- _YOUR TASK_
The records below are to be retyped in full. Keep every word.

——————

//! PostgreSQL repository implementations.

use async_trait::async_trait;
use sea_orm::{ActiveModelTrait, ColumnTrait, DbConn, DbErr, EntityTrait, QueryFilter, Set};

use mireddit_core::domain::{NewPost, NewUser, Post, User};
use mireddit_core::error::RepoError;
use mireddit_core::ports::{PostRepository, UserRepository};

use super::entity::post::{self, Entity as PostEntity};
use super::entity::user::{self, Entity as UserEntity};

/// PostgreSQL post repository.
pub struct PostgresPostRepository {
    db: DbConn,
}

impl PostgresPostRepository {
    pub fn new(db: DbConn) -> Self {
        Self { db }
    }
}

/// PostgreSQL user repository.
pub struct PostgresUserRepository {
    db: DbConn,
}

impl PostgresUserRepository {
    pub fn new(db: DbConn) -> Self {
        Self { db }
    }
}

fn map_db_err(e: DbErr) -> RepoError {
    let err_str = e.to_string();
    if err_str.contains("duplicate") || err_str.contains("unique") {
        RepoError::Constraint(err_str)
    } else {
        RepoError::Query(err_str)
    }
}

#[async_trait]
impl PostRepository for PostgresPostRepository {
    async fn find_all(&self) -> Result<Vec<Post>, RepoError> {
        let rows = PostEntity::find()
            .all(&self.db)
            .await
            .map_err(map_db_err)?;

        Ok(rows.into_iter().map(Into::into).collect())
    }

    async fn find_by_id(&self, id: i32) -> Result<Option<Post>, RepoError> {
        let row = PostEntity::find_by_id(id)
            .one(&self.db)
            .await
            .map_err(map_db_err)?;

        Ok(row.map(Into::into))
    }

    async fn create(&self, new: NewPost) -> Result<Post, RepoError> {
        let now = chrono::Utc::now();
        let inserted = post::ActiveModel {
            title: Set(new.title),
            created_at: Set(now.into()),
            updated_at: Set(now.into()),
            ..Default::default()
        }
        .insert(&self.db)
        .await
        .map_err(map_db_err)?;

        Ok(inserted.into())
    }

    async fn save(&self, post: Post) -> Result<Post, RepoError> {
        let updated = post::ActiveModel {
            id: Set(post.id),
            title: Set(post.title),
            created_at: Set(post.created_at.into()),
            updated_at: Set(chrono::Utc::now().into()),
        }
        .update(&self.db)
        .await
        .map_err(map_db_err)?;

        Ok(updated.into())
    }

    async fn delete_by_id(&self, id: i32) -> Result<u64, RepoError> {
        let result = PostEntity::delete_by_id(id)
            .exec(&self.db)
            .await
            .map_err(map_db_err)?;

        Ok(result.rows_affected)
    }
}

#[async_trait]
impl UserRepository for PostgresUserRepository {
    async fn find_all(&self) -> Result<Vec<User>, RepoError> {
        let rows = UserEntity::find()
            .all(&self.db)
            .await
            .map_err(map_db_err)?;

        Ok(rows.into_iter().map(Into::into).collect())
    }

    async fn find_by_username(&self, username: &str) -> Result<Option<User>, RepoError> {
        tracing::debug!(username = %username, "Finding user by username");

        let row = UserEntity::find()
            .filter(user::Column::Username.eq(username))
            .one(&self.db)
            .await
            .map_err(map_db_err)?;

        Ok(row.map(Into::into))
    }

    async fn create(&self, new: NewUser) -> Result<User, RepoError> {
        let now = chrono::Utc::now();
        let inserted = user::ActiveModel {
            username: Set(new.username),
            password_hash: Set(new.password_hash),
            created_at: Set(now.into()),
            updated_at: Set(now.into()),
            ..Default::default()
        }
        .insert(&self.db)
        .await
        .map_err(map_db_err)?;

        Ok(inserted.into())
    }
}

#[cfg(test)]
mod tests {
    use sea_orm::{DatabaseBackend, MockDatabase, MockExecResult};

    use super::*;

    fn post_row(id: i32, title: &str) -> post::Model {
        let now = chrono::Utc::now();
        post::Model {
            id,
            title: title.to_owned(),
            created_at: now.into(),
            updated_at: now.into(),
        }
    }

    #[tokio::test]
    async fn find_post_by_id_maps_row_to_domain() {
        let db = MockDatabase::new(DatabaseBackend::Postgres)
            .append_query_results(vec![vec![post_row(7, "Test Post")]])
            .into_connection();

        let repo = PostgresPostRepository::new(db);
        let result = repo.find_by_id(7).await.unwrap();

        let post = result.unwrap();
        assert_eq!(post.id, 7);
        assert_eq!(post.title, "Test Post");
    }

    #[tokio::test]
    async fn find_post_by_id_missing_is_none() {
        let db = MockDatabase::new(DatabaseBackend::Postgres)
            .append_query_results(vec![Vec::<post::Model>::new()])
            .into_connection();

        let repo = PostgresPostRepository::new(db);
        assert!(repo.find_by_id(404).await.unwrap().is_none());
    }

    #[tokio::test]
    async fn delete_reports_rows_affected() {
        let db = MockDatabase::new(DatabaseBackend::Postgres)
            .append_exec_results(vec![
                MockExecResult {
                    last_insert_id: 0,
                    rows_affected: 1,
                },
                MockExecResult {
                    last_insert_id: 0,
                    rows_affected: 0,
                },
            ])
            .into_connection();

        let repo = PostgresPostRepository::new(db);
        assert_eq!(repo.delete_by_id(1).await.unwrap(), 1);
        assert_eq!(repo.delete_by_id(2).await.unwrap(), 0);
    }

    #[tokio::test]
    async fn find_user_by_username_maps_row_to_domain() {
        let now = chrono::Utc::now();
        let db = MockDatabase::new(DatabaseBackend::Postgres)
            .append_query_results(vec![vec![user::Model {
                id: 1,
                username: "alice".to_owned(),
                password_hash: "$argon2id$stub".to_owned(),
                created_at: now.into(),
                updated_at: now.into(),
            }]])
            .into_connection();

        let repo = PostgresUserRepository::new(db);
        let user = repo.find_by_username("alice").await.unwrap().unwrap();

        assert_eq!(user.username, "alice");
        assert_eq!(user.password_hash, "$argon2id$stub");
    }

    #[tokio::test]
    async fn duplicate_key_maps_to_constraint_error() {
        let err = map_db_err(DbErr::Custom(
            "duplicate key value violates unique constraint \"users_username_key\"".to_owned(),
        ));

        assert!(matches!(err, RepoError::Constraint(_)));
    }
}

——————

- _WRITTEN ANSWER_
//! PostgreSQL repository implementations.

use async_trait::async_trait;
use sea_orm::{ActiveModelTrait, ColumnTrait, DbConn, DbErr, EntityTrait, QueryFilter, Set};

use mireddit_core::domain::{NewPost, NewUser, Post, User};
use mireddit_core::error::RepoError;
use mireddit_core::ports::{PostRepository, UserRepository};

use super::entity::post::{self, Entity as PostEntity};
use super::entity::user::{self, Entity as UserEntity};

/// PostgreSQL post repository.
pub struct PostgresPostRepository {
    db: DbConn,
}

impl PostgresPostRepository {
    pub fn new(db: DbConn) -> Self {
        Self { db }
    }
}

/// PostgreSQL user repository.
pub struct PostgresUserRepository {
    db: DbConn,
}

impl PostgresUserRepository {
    pub fn new(db: DbConn) -> Self {
        Self { db }
    }
}

fn map_db_err(e: DbErr) -> RepoError {
    let err_str = e.to_string();
    if err_str.contains("duplicate") || err_str.contains("unique") {
        RepoError::Constraint(err_str)
    } else {
        RepoError::Query(err_str)
    }
}

#[async_trait]
impl PostRepository for PostgresPostRepository {
    async fn find_all(&self) -> Result<Vec<Post>, RepoError> {
        let rows = PostEntity::find()
            .all(&self.db)
            .await
            .map_err(map_db_err)?;

        Ok(rows.into_iter().map(Into::into).collect())
    }

    async fn find_by_id(&self, id: i32) -> Result<Option<Post>, RepoError> {
        let row = PostEntity::find_by_id(id)
            .one(&self.db)
            .await
            .map_err(map_db_err)?;

        Ok(row.map(Into::into))
    }

    async fn create(&self, new: NewPost) -> Result<Post, RepoError> {
        let now = chrono::Utc::now();
        let inserted = post::ActiveModel {
            title: Set(new.title),
            created_at: Set(now.into()),
            updated_at: Set(now.into()),
            ..Default::default()
        }
        .insert(&self.db)
        .await
        .map_err(map_db_err)?;

        Ok(inserted.into())
    }

    async fn save(&self, post: Post) -> Result<Post, RepoError> {
        let updated = post::ActiveModel {
            id: Set(post.id),
            title: Set(post.title),
            created_at: Set(post.created_at.into()),
            updated_at: Set(chrono::Utc::now().into()),
        }
        .update(&self.db)
        .await
        .map_err(map_db_err)?;

        Ok(updated.into())
    }

    async fn delete_by_id(&self, id: i32) -> Result<u64, RepoError> {
        let result = PostEntity::delete_by_id(id)
            .exec(&self.db)
            .await
            .map_err(map_db_err)?;

        Ok(result.rows_affected)
    }
}

#[async_trait]
impl UserRepository for PostgresUserRepository {
    async fn find_all(&self) -> Result<Vec<User>, RepoError> {
        let rows = UserEntity::find()
            .all(&self.db)
            .await
            .map_err(map_db_err)?;

        Ok(rows.into_iter().map(Into::into).collect())
    }

    async fn find_by_username(&self, username: &str) -> Result<Option<User>, RepoError> {
        tracing::debug!(username = %username, "Finding user by username");

        let row = UserEntity::find()
            .filter(user::Column::Username.eq(username))
            .one(&self.db)
            .await
            .map_err(map_db_err)?;

        Ok(row.map(Into::into))
    }

    async fn create(&self, new: NewUser) -> Result<User, RepoError> {
        let now = chrono::Utc::now();
        let inserted = user::ActiveModel {
            username: Set(new.username),
            password_hash: Set(new.password_hash),
            created_at: Set(now.into()),
            updated_at: Set(now.into()),
            ..Default::default()
        }
        .insert(&self.db)
        .await
        .map_err(map_db_err)?;

        Ok(inserted.into())
    }
}

#[cfg(test)]
mod tests {
    use sea_orm::{DatabaseBackend, MockDatabase, MockExecResult};

    use super::*;

    fn post_row(id: i32, title: &str) -> post::Model {
        let now = chrono::Utc::now();
        post::Model {
            id,
            title: title.to_owned(),
            created_at: now.into(),
            updated_at: now.into(),
        }
    }

    #[tokio::test]
    async fn find_post_by_id_maps_row_to_domain() {
        let db = MockDatabase::new(DatabaseBackend::Postgres)
            .append_query_results(vec![vec![post_row(7, "Test Post")]])
            .into_connection();

        let repo = PostgresPostRepository::new(db);
        let result = repo.find_by_id(7).await.unwrap();

        let post = result.unwrap();
        assert_eq!(post.id, 7);
        assert_eq!(post.title, "Test Post");
    }

    #[tokio::test]
    async fn find_post_by_id_missing_is_none() {
        let db = MockDatabase::new(DatabaseBackend::Postgres)
            .append_query_results(vec![Vec::<post::Model>::new()])
            .into_connection();

        let repo = PostgresPostRepository::new(db);
        assert!(repo.find_by_id(404).await.unwrap().is_none());
    }

    #[tokio::test]
    async fn delete_reports_rows_affected() {
        let db = MockDatabase::new(DatabaseBackend::Postgres)
            .append_exec_results(vec![
                MockExecResult {
                    last_insert_id: 0,
                    rows_affected: 1,
                },
                MockExecResult {
                    last_insert_id: 0,
                    rows_affected: 0,
                },
            ])
            .into_connection();

        let repo = PostgresPostRepository::new(db);
        assert_eq!(repo.delete_by_id(1).await.unwrap(), 1);
        assert_eq!(repo.delete_by_id(2).await.unwrap(), 0);
    }

    #[tokio::test]
    async fn find_user_by_username_maps_row_to_domain() {
        let now = chrono::Utc::now();
        let db = MockDatabase::new(DatabaseBackend::Postgres)
            .append_query_results(vec![vec![user::Model {
                id: 1,
                username: "alice".to_owned(),
                password_hash: "$argon2id$stub".to_owned(),
                created_at: now.into(),
                updated_at: now.into(),
            }]])
            .into_connection();

        let repo = PostgresUserRepository::new(db);
        let user = repo.find_by_username("alice").await.unwrap().unwrap();

        assert_eq!(user.username, "alice");
        assert_eq!(user.password_hash, "$argon2id$stub");
    }

    #[tokio::test]
    async fn duplicate_key_maps_to_constraint_error() {
        let err = map_db_err(DbErr::Custom(
            "duplicate key value violates unique constraint \"users_username_key\"".to_owned(),
        ));

        assert!(matches!(err, RepoError::Constraint(_)));
    }
}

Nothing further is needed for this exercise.